# Forecasting With Machine Learning
Apply ML to any forecasting task with these four strategies.


# 📘 Lesson: Forecasting Beyond One Step Ahead

## 🧭 Introduction

In Lessons 2 and 3, we treated forecasting as a simple regression problem with all of our features derived from a single input: the **time index** ⏳. This allowed us to forecast any point in the future simply by generating the right **trend** and **seasonal** features.

But once we added **lag features** in Lesson 4, the game changed 🎮.  
Lag features depend on knowing the past target value — which isn’t available in the future!  
A **lag 1** lets you predict one step ahead, but not two or more. 🤯

In Lesson 4, we assumed we could always generate the necessary lags for each forecast (i.e., predicting just one step forward).  
🔮 **Real-world forecasting** usually requires more than this! So in this lesson, we’ll learn how to forecast for multiple steps ahead using ML models.

---

## 📐 Defining the Forecasting Task

Before building a forecasting model, you need to define:

1. 🧠 What **features** are available at the time of forecast?  
2. ⏰ What **period** you’re forecasting into? (Target)

### 🔹 Forecast Origin
The **forecast origin** is the time at which you are making a prediction.  
🧩 Typically, this is the last timestamp for which you have data.  
Anything before this point can be used to generate features.

### 🔹 Forecast Horizon
The **forecast horizon** is the time window you want to forecast — e.g., a 1-step or 5-step horizon.  
This defines your **target** 🏁.

### 🔹 Lead Time
The gap between the forecast origin and the start of the horizon is called the **lead time** (or **latency**).  
⏳ A "3-step ahead" forecast means you're forecasting three time steps ahead of your most recent data.

---

## 🛠️ Preparing Data for Forecasting

To use ML models for forecasting, we need to turn our time series 📊 into a **dataframe** 🧾.

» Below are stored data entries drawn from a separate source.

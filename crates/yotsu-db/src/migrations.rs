use anyhow::Result;
use rusqlite::Connection;
use tracing::debug;

pub fn run(conn: &Connection) -> Result<()> {
    conn.execute_batch(
        "
        CREATE TABLE IF NOT EXISTS kv (
            key         TEXT PRIMARY KEY,
            value       TEXT NOT NULL,
            updated_at  TEXT NOT NULL DEFAULT (datetime('now'))
        );
        ",
    )?;

    debug!("Client database migrations complete");
    Ok(())
}
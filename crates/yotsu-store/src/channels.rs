use std::collections::btree_map::Entry;

use yotsu_types::ChannelId;
use yotsu_types::models::{Channel, ChannelType};

use crate::Store;

impl Store {
    // -- Channels --

    /// Replace the directory wholesale with the server's list.
    pub fn replace_channels(&mut self, channels: Vec<Channel>) {
        self.channels = channels
            .into_iter()
            .map(normalize)
            .map(|c| (c.channel_id, c))
            .collect();
    }

    /// Insert or replace one channel keyed by its id, returning the stored entry.
    pub fn upsert_channel(&mut self, channel: Channel) -> &Channel {
        let channel = normalize(channel);
        match self.channels.entry(channel.channel_id) {
            Entry::Occupied(mut slot) => {
                slot.insert(channel);
                slot.into_mut()
            }
            Entry::Vacant(slot) => slot.insert(channel),
        }
    }

    /// Apply a pushed `channel.update`. Unknown channels are ignored.
    pub fn apply_channel_update(
        &mut self,
        channel_id: ChannelId,
        name: Option<String>,
        kind: ChannelType,
    ) -> bool {
        let Some(channel) = self.channels.get_mut(&channel_id) else {
            return false;
        };
        channel.kind = kind;
        channel.name = if kind.is_named() { name } else { None };
        true
    }

    pub fn channel(&self, channel_id: ChannelId) -> Option<&Channel> {
        self.channels.get(&channel_id)
    }

    pub fn has_channel(&self, channel_id: ChannelId) -> bool {
        self.channels.contains_key(&channel_id)
    }

    /// Channels ordered by id.
    pub fn channels(&self) -> impl Iterator<Item = &Channel> {
        self.channels.values()
    }

    pub fn channel_count(&self) -> usize {
        self.channels.len()
    }
}

/// DM and notes channels are nameless by contract.
fn normalize(mut channel: Channel) -> Channel {
    if !channel.kind.is_named() {
        channel.name = None;
    }
    channel
}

We already did part of this in Lesson 4 when we created **lag features**.  
Now, we also need to create our **target columns**, especially for **multistep forecasting**.

### 🧾 Example: Multistep Forecasting Table

Each row = a **single forecast**  
Each target column = one **future step**  
Each feature column = one **past lag**

| Year | y_step_3 | y_step_2 | y_step_1 | y_lag_2 | y_lag_3 | y_lag_4 | y_lag_5 | y_lag_6 |
|------|----------|----------|----------|---------|---------|---------|---------|---------|
| 2010 |   2      |   1      |   0      |   NaN   |   NaN   |   NaN   |   NaN   |   NaN   |
| 2011 |   3      |   2      |   1      |   NaN   |   NaN   |   NaN   |   NaN   |   NaN   |
| 2012 |   4      |   3      |   2      |    0    |   NaN   |   NaN   |   NaN   |   NaN   |
| 2013 |   5      |   4      |   3      |    1    |    0    |   NaN   |   NaN   |   NaN   |
| 2014 |   6      |   5      |   4      |    2    |    1    |    0    |   NaN   |   NaN   |
| 2015 |   7      |   6      |   5      |    3    |    2    |    1    |    0    |   NaN   |
| 2016 |   8      |   7      |   6      |    4    |    3    |    2    |    1    |    0    |
| 2017 |   9      |   8      |   7      |    5    |    4    |    3    |    2    |    1    |
| 2018 |  10      |   9      |   8      |    6    |    5    |    4    |    3    |    2    |
| 2019 |  11      |  10      |   9      |    7    |    6    |    5    |    4    |    3    |

> 🔍 This shows a **3-step forecast horizon** with a **2-step lead time** and **5 lag features**.

---

## 📊 Multistep Forecasting Strategies

How do we make multistep forecasts from a model?  
Here are **4 common strategies**, each with its own pros and cons:

---

### 1️⃣ Multioutput Model

- 🧠 A single model that outputs multiple values (steps)
- ✅ Works great with models like **Linear Regression** and **Neural Networks**
- ❌ Not compatible with models like **XGBoost**
- 🚀 Efficient and simple!

---

### 2️⃣ Direct Strategy

- 🎯 Train **a separate model for each time step**
- E.g., 1 model for 1-step ahead, another for 2-steps ahead, etc.
- ✅ Each model is specialized 🧪
- ❌ Expensive to train (many models!)

---

### 3️⃣ Recursive Strategy

- 🔁 Train **one model** for 1-step ahead
- Use its output as input (lag) for next step
- ✅ Only one model to train
- ❌ Errors can accumulate 🔺

---

### 4️⃣ DirRec Strategy (Direct + Recursive)

- 🧬 Hybrid approach!
- Train **a model for each step**
- Use **previous predictions as lags**
- ✅ Captures dependencies better than Direct
- ❌ Still suffers from error propagation 😬

---

🧠 Which one is best? It depends on:
- Forecast horizon ⏳
- Data size 📈
- Model type 🤖
- Tolerance for error propagation 🚨

Now we’re ready to forecast like a pro! 🌟📉📈 Let's dive in!!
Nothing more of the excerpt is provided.